▸ **REQUIREMENT**
Transcribe only the lines between the first line of the records and the line containing "pub struct TenantId(pub String);", inclusive, exactly as written.

[Collected data entries]
▬▬▬▬▬▬

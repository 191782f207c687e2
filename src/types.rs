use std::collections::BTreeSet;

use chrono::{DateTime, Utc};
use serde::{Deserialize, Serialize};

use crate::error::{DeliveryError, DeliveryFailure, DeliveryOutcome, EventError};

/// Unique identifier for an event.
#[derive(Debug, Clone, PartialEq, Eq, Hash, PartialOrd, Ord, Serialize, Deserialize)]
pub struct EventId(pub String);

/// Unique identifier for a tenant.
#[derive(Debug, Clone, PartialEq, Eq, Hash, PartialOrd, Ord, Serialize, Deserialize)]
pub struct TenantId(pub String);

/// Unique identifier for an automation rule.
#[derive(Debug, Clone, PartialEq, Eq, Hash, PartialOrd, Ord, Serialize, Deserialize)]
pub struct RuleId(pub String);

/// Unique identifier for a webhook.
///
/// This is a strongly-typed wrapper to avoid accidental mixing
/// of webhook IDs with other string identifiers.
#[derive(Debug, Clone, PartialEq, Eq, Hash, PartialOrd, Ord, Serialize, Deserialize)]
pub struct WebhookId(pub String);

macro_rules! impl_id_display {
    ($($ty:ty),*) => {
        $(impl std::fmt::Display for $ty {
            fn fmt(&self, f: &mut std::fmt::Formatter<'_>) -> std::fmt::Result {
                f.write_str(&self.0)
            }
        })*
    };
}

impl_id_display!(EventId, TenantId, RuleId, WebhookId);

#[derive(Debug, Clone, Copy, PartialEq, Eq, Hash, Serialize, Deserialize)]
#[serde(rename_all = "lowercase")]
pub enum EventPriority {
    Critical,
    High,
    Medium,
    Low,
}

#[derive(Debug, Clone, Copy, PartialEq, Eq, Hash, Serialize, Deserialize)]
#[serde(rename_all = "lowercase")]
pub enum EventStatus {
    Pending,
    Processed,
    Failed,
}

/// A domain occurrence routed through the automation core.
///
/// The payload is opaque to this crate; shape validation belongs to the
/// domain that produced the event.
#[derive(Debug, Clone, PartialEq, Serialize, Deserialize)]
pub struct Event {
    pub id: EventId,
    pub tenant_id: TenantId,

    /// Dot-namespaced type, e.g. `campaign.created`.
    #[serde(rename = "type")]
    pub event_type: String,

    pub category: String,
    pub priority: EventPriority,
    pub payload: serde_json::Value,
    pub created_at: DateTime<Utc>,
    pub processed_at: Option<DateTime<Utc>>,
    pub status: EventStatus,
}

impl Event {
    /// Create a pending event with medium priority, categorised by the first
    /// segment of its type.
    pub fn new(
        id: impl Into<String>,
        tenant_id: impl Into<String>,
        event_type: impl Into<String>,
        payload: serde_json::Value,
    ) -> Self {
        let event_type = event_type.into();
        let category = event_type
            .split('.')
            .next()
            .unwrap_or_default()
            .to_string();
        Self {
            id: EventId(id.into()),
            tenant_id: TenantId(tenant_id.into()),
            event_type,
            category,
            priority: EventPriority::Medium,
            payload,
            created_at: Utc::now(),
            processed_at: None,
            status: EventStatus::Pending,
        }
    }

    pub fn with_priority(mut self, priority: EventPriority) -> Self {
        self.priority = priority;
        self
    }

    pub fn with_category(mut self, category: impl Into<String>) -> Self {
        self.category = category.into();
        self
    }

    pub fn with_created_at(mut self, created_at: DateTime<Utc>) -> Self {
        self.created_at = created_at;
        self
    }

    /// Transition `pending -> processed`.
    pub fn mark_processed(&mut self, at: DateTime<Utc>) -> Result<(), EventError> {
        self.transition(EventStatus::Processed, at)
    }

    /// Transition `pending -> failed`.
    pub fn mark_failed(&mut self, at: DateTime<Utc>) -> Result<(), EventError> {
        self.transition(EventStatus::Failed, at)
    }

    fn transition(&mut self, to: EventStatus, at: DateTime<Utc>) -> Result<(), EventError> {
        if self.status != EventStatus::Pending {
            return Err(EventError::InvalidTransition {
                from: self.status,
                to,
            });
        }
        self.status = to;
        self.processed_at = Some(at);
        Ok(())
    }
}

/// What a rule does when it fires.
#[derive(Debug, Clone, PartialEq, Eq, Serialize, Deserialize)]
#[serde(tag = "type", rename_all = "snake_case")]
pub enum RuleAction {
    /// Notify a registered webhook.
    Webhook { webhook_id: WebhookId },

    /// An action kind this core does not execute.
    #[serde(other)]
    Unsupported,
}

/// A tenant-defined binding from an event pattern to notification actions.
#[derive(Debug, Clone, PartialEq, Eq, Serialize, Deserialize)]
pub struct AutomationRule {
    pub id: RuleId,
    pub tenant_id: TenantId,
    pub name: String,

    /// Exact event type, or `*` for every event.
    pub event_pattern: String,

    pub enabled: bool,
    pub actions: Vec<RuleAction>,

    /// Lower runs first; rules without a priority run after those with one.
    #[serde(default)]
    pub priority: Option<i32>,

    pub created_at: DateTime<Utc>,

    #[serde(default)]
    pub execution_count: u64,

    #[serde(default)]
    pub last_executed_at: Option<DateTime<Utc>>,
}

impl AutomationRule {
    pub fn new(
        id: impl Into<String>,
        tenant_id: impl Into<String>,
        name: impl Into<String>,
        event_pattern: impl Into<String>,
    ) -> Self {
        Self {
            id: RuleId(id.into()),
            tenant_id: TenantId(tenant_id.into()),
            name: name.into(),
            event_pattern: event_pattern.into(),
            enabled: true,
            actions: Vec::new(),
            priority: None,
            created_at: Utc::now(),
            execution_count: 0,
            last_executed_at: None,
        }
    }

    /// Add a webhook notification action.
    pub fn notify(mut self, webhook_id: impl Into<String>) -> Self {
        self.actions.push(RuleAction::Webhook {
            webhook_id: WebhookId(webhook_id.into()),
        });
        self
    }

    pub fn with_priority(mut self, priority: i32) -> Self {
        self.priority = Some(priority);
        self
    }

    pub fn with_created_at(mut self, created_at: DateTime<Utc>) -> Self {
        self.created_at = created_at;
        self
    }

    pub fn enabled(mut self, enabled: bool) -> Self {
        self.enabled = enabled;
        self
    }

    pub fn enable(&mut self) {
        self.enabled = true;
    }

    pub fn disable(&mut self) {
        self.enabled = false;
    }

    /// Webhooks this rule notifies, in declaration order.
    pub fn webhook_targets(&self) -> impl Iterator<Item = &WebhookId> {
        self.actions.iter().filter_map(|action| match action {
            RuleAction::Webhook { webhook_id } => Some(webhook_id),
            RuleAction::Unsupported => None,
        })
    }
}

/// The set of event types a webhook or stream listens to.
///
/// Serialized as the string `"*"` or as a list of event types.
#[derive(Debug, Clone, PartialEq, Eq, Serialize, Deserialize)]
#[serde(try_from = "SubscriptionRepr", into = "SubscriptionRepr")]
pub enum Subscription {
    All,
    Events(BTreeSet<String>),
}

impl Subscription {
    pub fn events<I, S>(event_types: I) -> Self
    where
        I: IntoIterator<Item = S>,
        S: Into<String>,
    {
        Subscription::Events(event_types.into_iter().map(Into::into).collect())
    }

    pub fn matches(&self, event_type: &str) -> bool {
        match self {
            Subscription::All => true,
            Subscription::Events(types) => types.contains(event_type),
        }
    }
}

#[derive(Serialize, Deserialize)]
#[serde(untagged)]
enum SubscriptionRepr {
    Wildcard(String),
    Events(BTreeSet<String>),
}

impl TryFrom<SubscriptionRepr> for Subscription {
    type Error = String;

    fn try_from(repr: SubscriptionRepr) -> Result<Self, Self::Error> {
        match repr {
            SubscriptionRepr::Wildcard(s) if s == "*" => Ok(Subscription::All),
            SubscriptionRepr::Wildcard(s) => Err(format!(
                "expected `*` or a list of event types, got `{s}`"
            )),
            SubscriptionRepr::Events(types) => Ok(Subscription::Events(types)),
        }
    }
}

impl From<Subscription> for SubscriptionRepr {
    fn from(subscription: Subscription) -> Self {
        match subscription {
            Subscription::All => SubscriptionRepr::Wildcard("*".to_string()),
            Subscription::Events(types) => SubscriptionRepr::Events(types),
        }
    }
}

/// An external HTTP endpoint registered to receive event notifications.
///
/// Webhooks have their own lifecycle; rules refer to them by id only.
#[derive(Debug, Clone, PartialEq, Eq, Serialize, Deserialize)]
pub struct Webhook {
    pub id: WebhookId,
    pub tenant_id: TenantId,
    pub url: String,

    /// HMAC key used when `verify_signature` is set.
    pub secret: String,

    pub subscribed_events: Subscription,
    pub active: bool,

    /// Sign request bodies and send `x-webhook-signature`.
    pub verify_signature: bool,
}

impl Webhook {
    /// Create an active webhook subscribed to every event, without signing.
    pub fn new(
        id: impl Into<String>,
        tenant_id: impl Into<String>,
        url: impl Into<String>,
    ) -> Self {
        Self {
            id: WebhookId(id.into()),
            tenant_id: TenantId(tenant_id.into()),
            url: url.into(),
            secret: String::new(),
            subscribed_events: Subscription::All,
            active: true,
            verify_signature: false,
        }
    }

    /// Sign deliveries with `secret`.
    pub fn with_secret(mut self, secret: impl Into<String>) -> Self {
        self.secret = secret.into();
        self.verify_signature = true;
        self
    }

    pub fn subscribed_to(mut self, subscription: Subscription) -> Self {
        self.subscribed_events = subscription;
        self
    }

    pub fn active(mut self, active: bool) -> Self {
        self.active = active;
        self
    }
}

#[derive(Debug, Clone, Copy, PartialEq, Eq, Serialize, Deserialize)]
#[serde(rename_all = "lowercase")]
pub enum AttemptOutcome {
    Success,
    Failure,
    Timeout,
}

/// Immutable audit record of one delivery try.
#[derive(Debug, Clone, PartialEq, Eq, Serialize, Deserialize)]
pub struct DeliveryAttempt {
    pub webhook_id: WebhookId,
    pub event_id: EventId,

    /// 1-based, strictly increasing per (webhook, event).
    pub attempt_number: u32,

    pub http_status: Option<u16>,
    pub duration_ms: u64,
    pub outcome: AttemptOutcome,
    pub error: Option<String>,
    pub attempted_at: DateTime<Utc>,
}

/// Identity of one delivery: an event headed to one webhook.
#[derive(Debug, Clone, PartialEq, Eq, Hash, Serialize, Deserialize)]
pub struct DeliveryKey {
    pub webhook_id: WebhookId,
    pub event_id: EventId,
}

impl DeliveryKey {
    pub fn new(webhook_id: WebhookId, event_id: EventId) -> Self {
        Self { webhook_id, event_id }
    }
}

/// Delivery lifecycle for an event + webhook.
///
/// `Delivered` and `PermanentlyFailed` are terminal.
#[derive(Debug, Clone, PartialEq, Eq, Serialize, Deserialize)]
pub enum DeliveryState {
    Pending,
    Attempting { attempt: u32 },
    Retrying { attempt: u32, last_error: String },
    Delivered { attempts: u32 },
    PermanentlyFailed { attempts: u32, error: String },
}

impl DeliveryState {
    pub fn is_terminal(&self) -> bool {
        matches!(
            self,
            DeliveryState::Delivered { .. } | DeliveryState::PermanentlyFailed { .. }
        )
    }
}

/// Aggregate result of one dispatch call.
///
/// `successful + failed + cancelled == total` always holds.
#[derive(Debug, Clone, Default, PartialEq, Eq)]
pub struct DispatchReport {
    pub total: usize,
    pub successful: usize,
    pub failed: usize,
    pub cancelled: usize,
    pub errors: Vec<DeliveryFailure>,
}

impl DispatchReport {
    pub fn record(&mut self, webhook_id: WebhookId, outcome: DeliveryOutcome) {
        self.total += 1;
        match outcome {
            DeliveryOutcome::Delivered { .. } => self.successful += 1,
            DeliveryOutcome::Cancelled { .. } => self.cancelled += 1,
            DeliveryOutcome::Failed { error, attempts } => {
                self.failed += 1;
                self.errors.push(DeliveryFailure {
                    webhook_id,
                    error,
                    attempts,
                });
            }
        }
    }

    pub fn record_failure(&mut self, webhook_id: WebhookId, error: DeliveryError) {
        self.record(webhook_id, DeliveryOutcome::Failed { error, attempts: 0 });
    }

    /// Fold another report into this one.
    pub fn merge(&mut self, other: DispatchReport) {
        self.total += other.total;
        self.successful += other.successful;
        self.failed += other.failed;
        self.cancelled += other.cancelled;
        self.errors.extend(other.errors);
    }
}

▬▬▬▬▬▬

▸ **RESULT OF THE EXERCISE**
repository 191782f207c687e2
filename src/types.rs
use std::collections::BTreeSet;

use chrono::{DateTime, Utc};
use serde::{Deserialize, Serialize};

use crate::error::{DeliveryError, DeliveryFailure, DeliveryOutcome, EventError};

/// Unique identifier for an event.
#[derive(Debug, Clone, PartialEq, Eq, Hash, PartialOrd, Ord, Serialize, Deserialize)]
pub struct EventId(pub String);

/// Unique identifier for a tenant.
#[derive(Debug, Clone, PartialEq, Eq, Hash, PartialOrd, Ord, Serialize, Deserialize)]
pub struct TenantId(pub String);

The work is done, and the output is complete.